M. Mühlau received research support from Merck Serono and Novartis as well as travel support from Bayer and Merck Serono.
Abstract: P385
Type: Poster Sessions
Abstract Category: Clinical aspects of MS - Clinical assessment tools
Introduction: Evoked potentials (EPs) have been part of the routine diagnostic workup in suspected MS for decades. However, with the broad availability of brain MRI, the role of EPs in clinical practice is under debate. We related EP and brain MRI results to disability (Expanded Disability Status Scale, EDSS) at the time of diagnosis to elucidate the differential contribution of both methods to objectify disease severity.
Methods: We studied 543 newly diagnosed MS and CIS patients (EDSS 1.6 ± 1.5) with both EP data and brain MRI available. Brain MRI followed a standardized protocol (3D FLAIR, 3D T1w, 3 Tesla).

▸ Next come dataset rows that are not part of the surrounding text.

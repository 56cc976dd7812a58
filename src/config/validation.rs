use crate::error::AppError;
use std::path::Path;

/// Validates the configuration settings
///
/// # Validation Rules
/// - API base URL cannot be empty and must carry an http(s) scheme
/// - At least one attempt per request
/// - If log file path is provided, it cannot be empty
/// - Log file path parent directory must exist or be creatable
pub fn validate_config(
    api_base_url: &str,
    max_attempts: u32,
    log_file_path: &Option<String>,
) -> Result<(), AppError> {
    if api_base_url.is_empty() {
        return Err(AppError::config_error("API base URL cannot be empty"));
    }

    if !api_base_url.starts_with("http://") && !api_base_url.starts_with("https://") {
        return Err(AppError::config_error(
            "API base URL must start with http:// or https://",
        ));
    }

    if max_attempts == 0 {
        return Err(AppError::config_error("max_attempts must be at least 1"));
    }

    if let Some(log_path) = log_file_path {
        if log_path.is_empty() {
            return Err(AppError::config_error("Log file path cannot be empty"));
        }

        if let Some(parent) = Path::new(log_path).parent()
            && !parent.as_os_str().is_empty()
            && !parent.exists()
        {
            std::fs::create_dir_all(parent).map_err(|e| {
                AppError::config_error(format!(
                    "Cannot create log directory '{}': {}",
                    parent.display(),
                    e
                ))
            })?;
        }
    }

    Ok(())
}

#[cfg(test)]
mod tests {
    use super::*;
    use tempfile::tempdir;

    #[test]
    fn test_valid_configs() {
        assert!(validate_config("https://api.sportradar.com/nfl", 3, &None).is_ok());
        assert!(validate_config("http://localhost:8080", 1, &None).is_ok());

        let temp_dir = tempdir().unwrap();
        let log_path = temp_dir.path().join("nested").join("pool.log");
        let log_path = Some(log_path.to_string_lossy().to_string());
        assert!(validate_config("https://api.example.com", 3, &log_path).is_ok());
        assert!(temp_dir.path().join("nested").exists());
    }

    #[test]
    fn test_invalid_configs() {
        assert!(matches!(
            validate_config("", 3, &None),
            Err(AppError::Config(_))
        ));
        assert!(matches!(
            validate_config("api.example.com", 3, &None),
            Err(AppError::Config(_))
        ));
        assert!(matches!(
            validate_config("https://api.example.com", 0, &None),
            Err(AppError::Config(_))
        ));
        assert!(matches!(
            validate_config("https://api.example.com", 3, &Some(String::new())),
            Err(AppError::Config(_))
        ));
    }
}
//! Builders and fakes shared by unit and integration tests

use crate::data_fetcher::api::Sleeper;
use crate::data_fetcher::models::{
    HomeAway, PoolPlayer, RosterPlayer, ScheduleGame, Team, TeamAppearance,
};
use serde_json::{Value, json};
use std::future::{Future, ready};
use std::sync::{Arc, Mutex};
use std::time::Duration;

/// Test utilities for creating mock data and testing scenarios
pub struct TestDataBuilder;

impl TestDataBuilder {
    /// Team id derived from the alias so tests can predict it ("NE" -> "team-ne")
    pub fn team_id(alias: &str) -> String {
        format!("team-{}", alias.to_lowercase())
    }

    pub fn create_team(alias: &str) -> Team {
        Team {
            id: Self::team_id(alias),
            name: format!("{alias} Team"),
            alias: alias.to_string(),
            market: None,
        }
    }

    pub fn create_game(game_id: &str, home_alias: &str, away_alias: &str) -> ScheduleGame {
        ScheduleGame {
            id: game_id.to_string(),
            scheduled_time: Some("2025-09-07T17:00:00+00:00".to_string()),
            home: Self::create_team(home_alias),
            away: Self::create_team(away_alias),
        }
    }

    pub fn create_player(id: &str, name: &str, position: &str) -> RosterPlayer {
        RosterPlayer {
            id: id.to_string(),
            name: name.to_string(),
            position: position.to_string(),
            jersey: Some("12".to_string()),
            height: Some(74),
            weight: Some(215.0),
            birth_date: Some("1998-05-12".to_string()),
            experience: Some(3),
            college: Some("Michigan".to_string()),
        }
    }

    /// A pool player on the home side of a game between the two aliases
    pub fn create_pool_player(
        id: &str,
        position: &str,
        team_alias: &str,
        opponent_alias: &str,
    ) -> PoolPlayer {
        let game = Self::create_game("game-1", team_alias, opponent_alias);
        PoolPlayer::new(
            Self::create_player(id, &format!("Player {id}"), position),
            TeamAppearance::from_game(&game, HomeAway::Home),
        )
    }

    /// Body of `league/teams.json` for the given aliases
    pub fn teams_json(aliases: &[&str]) -> Value {
        let teams: Vec<Value> = aliases
            .iter()
            .map(|alias| {
                json!({
                    "id": Self::team_id(alias),
                    "name": format!("{alias} Team"),
                    "market": "Somewhere",
                    "alias": alias
                })
            })
            .collect();
        json!({ "teams": teams })
    }

    /// Body of a full roster response for `(id, name, position)` entries
    pub fn roster_json(players: &[(&str, &str, &str)]) -> Value {
        let players: Vec<Value> = players
            .iter()
            .map(|(id, name, position)| {
                json!({
                    "id": id,
                    "name": name,
                    "position": position,
                    "jersey": "1",
                    "height": 72,
                    "weight": 200.0,
                    "birth_date": "1999-01-01",
                    "experience": 2,
                    "college": "State",
                    "status": "ACT"
                })
            })
            .collect();
        json!({ "id": "roster", "players": players })
    }

    /// Body of a weekly schedule response for `(game_id, home, away)` entries
    pub fn weekly_schedule_json(games: &[(&str, &str, &str)]) -> Value {
        let games: Vec<Value> = games
            .iter()
            .map(|(id, home, away)| {
                json!({
                    "id": id,
                    "status": "scheduled",
                    "scheduled": "2025-09-07T17:00:00+00:00",
                    "home": {"id": Self::team_id(home), "name": format!("{home} Team"), "alias": home},
                    "away": {"id": Self::team_id(away), "name": format!("{away} Team"), "alias": away}
                })
            })
            .collect();
        json!({
            "id": "season",
            "year": 2025,
            "week": { "sequence": 1, "title": "1", "games": games }
        })
    }
}

/// A [`Sleeper`] that returns immediately and remembers every requested
/// duration, acting as a simulated clock. Clones share the same record.
#[derive(Debug, Clone, Default)]
pub struct RecordingSleeper {
    sleeps: Arc<Mutex<Vec<Duration>>>,
}

impl RecordingSleeper {
    pub fn recorded(&self) -> Vec<Duration> {
        self.sleeps.lock().map(|s| s.clone()).unwrap_or_default()
    }

    /// Total simulated time slept
    pub fn total(&self) -> Duration {
        self.recorded().iter().sum()
    }
}

impl Sleeper for RecordingSleeper {
    fn sleep(&self, duration: Duration) -> impl Future<Output = ()> + Send {
        if let Ok(mut sleeps) = self.sleeps.lock() {
            sleeps.push(duration);
        }
        ready(())
    }
}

EPs comprised visually evoked potentials (VEPs) and somatosensory EPs (SSEPs) of the median and tibial nerve. Tibial nerve SSEP latencies were corrected for body height. Latencies of all VEPs and SSEPs were combined with amplitudes to one score. White matter lesion volume (WMLV) was derived from brain MRI by an automated tool (Lesion Segmentation Tool). EP results and WMLV were correlated with EDSS at the time of diagnosis by linear regression models.
Results: EDSS correlated with tibial nerve SSEPs (R=0.495, p< 0.001) and, to a lesser extent, with median nerve SSEPs (R=0.356, p< 0.001) and VEPs (R=0.169, p< 0.001). EDSS also correlated with WMLV (R=0.345, p< 0.001). Of 268 cases with normal tibial nerve SSEPs, only two showed abnormalities of median nerve SSEPs. Including all three EP measures and WMLV in a multiple linear regression model with EDSS as response variable, tibial nerve SSEPs and WMLV were the only significant explanatory variables.

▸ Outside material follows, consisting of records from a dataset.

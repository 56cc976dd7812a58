use super::players::PoolPlayer;
use serde::de::{MapAccess, Visitor};
use serde::ser::SerializeMap;
use serde::{Deserialize, Deserializer, Serialize, Serializer};
use std::fmt;

/// Players of one position, in team-processing order.
#[derive(Debug, Clone, PartialEq, Default)]
pub struct PositionGroup {
    pub position: String,
    pub players: Vec<PoolPlayer>,
}

/// Position-partitioned player pool for one week.
///
/// Groups keep the order in which positions were requested, and the pool
/// serializes as a JSON object keyed by position in that same order.
#[derive(Debug, Clone, PartialEq, Default)]
pub struct PlayerPool {
    groups: Vec<PositionGroup>,
}

impl PlayerPool {
    /// Creates an empty pool tracking `positions`. Repeated codes are kept once.
    pub fn new<S: AsRef<str>>(positions: &[S]) -> Self {
        let mut pool = PlayerPool::default();
        for position in positions {
            pool.ensure_group(position.as_ref());
        }
        pool
    }

    fn ensure_group(&mut self, position: &str) -> &mut PositionGroup {
        let index = match self.groups.iter().position(|g| g.position == position) {
            Some(index) => index,
            None => {
                self.groups.push(PositionGroup {
                    position: position.to_string(),
                    players: Vec::new(),
                });
                self.groups.len() - 1
            }
        };
        &mut self.groups[index]
    }

    /// Appends a player to the group of its position. Returns `false` and
    /// drops the player when the pool does not track that position.
    pub fn push(&mut self, player: PoolPlayer) -> bool {
        match self
            .groups
            .iter_mut()
            .find(|g| g.position == player.position())
        {
            Some(group) => {
                group.players.push(player);
                true
            }
            None => false,
        }
    }

    pub fn get(&self, position: &str) -> Option<&[PoolPlayer]> {
        self.groups
            .iter()
            .find(|g| g.position == position)
            .map(|g| g.players.as_slice())
    }

    pub fn positions(&self) -> impl Iterator<Item = &str> {
        self.groups.iter().map(|g| g.position.as_str())
    }

    pub fn groups(&self) -> &[PositionGroup] {
        &self.groups
    }

    /// Total number of players across all positions
    pub fn len(&self) -> usize {
        self.groups.iter().map(|g| g.players.len()).sum()
    }

    pub fn is_empty(&self) -> bool {
        self.len() == 0
    }
}

impl Serialize for PlayerPool {
    fn serialize<S: Serializer>(&self, serializer: S) -> Result<S::Ok, S::Error> {
        let mut map = serializer.serialize_map(Some(self.groups.len()))?;
        for group in &self.groups {
            map.serialize_entry(&group.position, &group.players)?;
        }
        map.end()
    }
}

impl<'de> Deserialize<'de> for PlayerPool {
    fn deserialize<D: Deserializer<'de>>(deserializer: D) -> Result<Self, D::Error> {
        struct PoolVisitor;

        impl<'de> Visitor<'de> for PoolVisitor {
            type Value = PlayerPool;

            fn expecting(&self, f: &mut fmt::Formatter) -> fmt::Result {
                f.write_str("a map from position code to a list of players")
            }

            fn visit_map<A: MapAccess<'de>>(self, mut access: A) -> Result<PlayerPool, A::Error> {
                let mut pool = PlayerPool::default();
                while let Some((position, players)) =
                    access.next_entry::<String, Vec<PoolPlayer>>()?
                {
                    pool.ensure_group(&position).players.extend(players);
                }
                Ok(pool)
            }
        }

        deserializer.deserialize_map(PoolVisitor)
    }
}

#[cfg(test)]
mod tests {
    use super::*;
    use crate::testing_utils::TestDataBuilder;

    #[test]
    fn test_new_dedups_positions_and_keeps_order() {
        let pool = PlayerPool::new(&["WR", "QB", "WR"]);
        let positions: Vec<&str> = pool.positions().collect();
        assert_eq!(positions, vec!["WR", "QB"]);
        assert!(pool.is_empty());
    }

    #[test]
    fn test_push_routes_by_position() {
        let mut pool = PlayerPool::new(&["QB", "RB"]);
        assert!(pool.push(TestDataBuilder::create_pool_player("p1", "QB", "NE", "LV")));
        assert!(pool.push(TestDataBuilder::create_pool_player("p2", "RB", "NE", "LV")));
        assert!(!pool.push(TestDataBuilder::create_pool_player("p3", "K", "NE", "LV")));

        assert_eq!(pool.get("QB").unwrap().len(), 1);
        assert_eq!(pool.get("RB").unwrap()[0].player.id, "p2");
        assert!(pool.get("K").is_none());
        assert_eq!(pool.len(), 2);
    }

    #[test]
    fn test_serializes_as_ordered_object() {
        let mut pool = PlayerPool::new(&["TE", "QB"]);
        pool.push(TestDataBuilder::create_pool_player("p1", "QB", "NE", "LV"));

        let json = serde_json::to_string(&pool).unwrap();
        let te_at = json.find("\"TE\"").unwrap();
        let qb_at = json.find("\"QB\"").unwrap();
        assert!(te_at < qb_at, "positions should keep request order: {json}");

        let decoded: PlayerPool = serde_json::from_str(&json).unwrap();
        assert_eq!(decoded, pool);
    }

    #[test]
    fn test_deserialize_rejects_non_object() {
        assert!(serde_json::from_str::<PlayerPool>("[]").is_err());
    }
}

Conclusions: With regard to EDSS, only tibial nerve SSEPs add information to brain MRI. Compared to tibial nerve SSEP, the value of median nerve SSEP seems to be low, if not negligible.
Disclosure: A. Wuschek has received intramural funding from the Technical University of Munich (KKF grant).

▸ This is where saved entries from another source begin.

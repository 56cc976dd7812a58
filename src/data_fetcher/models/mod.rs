pub mod appearance;
pub mod players;
pub mod pool;
pub mod schedule;
pub mod teams;

pub use appearance::{HomeAway, TeamAppearance, WeeklyTeams};
pub use players::{PoolPlayer, RosterPlayer, RosterResponse};
pub use pool::{PlayerPool, PositionGroup};
pub use schedule::{ScheduleGame, ScheduleWeek, SeasonSchedule, weekly_games};
pub use teams::{Team, TeamsResponse};
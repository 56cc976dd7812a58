use crate::data_fetcher::models::Team;
use crate::error::AppError;

/// Finds the id of the team whose alias matches `alias`, ignoring case.
pub fn find_team_id(teams: &[Team], alias: &str) -> Result<String, AppError> {
    teams
        .iter()
        .find(|team| team.alias.eq_ignore_ascii_case(alias))
        .map(|team| team.id.clone())
        .ok_or_else(|| AppError::team_not_found(alias))
}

V. Pongratz has received research support from Novartis (Oppenheim Förderpreis) and intramural funding from the Technical University of Munich (KKF grant).
M. Bussas has nothing to disclose.
S. Grahl has nothing to disclose.
C. Gasperi has nothing to disclose.
M. Hoshi has nothing to disclose.
A. Berthele reports personal fees from Biogen, Merck Serono, Mylan, Novartis, Roche, Sanofi Genzyme, and Teva, and compensations for clinical trials from Alexion Pharmaceuticals, Biogen, Novartis, Genzyme, Roche, and Teva.
J. Kirschke has nothing to disclose.
C. Zimmer has nothing to disclose.
B. Hemmer has served on scientific advisory boards for F. Hoffmann-La Roche Ltd, Novartis, Bayer AG, and Genentech; he has served as DMSC member for AllergyCare and TG Therapeutics; he or his institution have received speaker honoraria from Biogen Idec, Teva Neuroscience, Merck Serono, Medimmune, Novartis, Desitin, and F. Hoffmann-La Roche Ltd; his institution has received research support from Chugai Pharmaceuticals and Hoffmann-La-Roche; holds part of two patents; one for the detection of antibodies and T cells against KIR4.1 in a subpopulation of MS patients and one for genetic determinants of neutralizing antibodies to interferon β.
M. Mühlau received research support from Merck Serono and Novartis as well as travel support from Bayer and Merck Serono.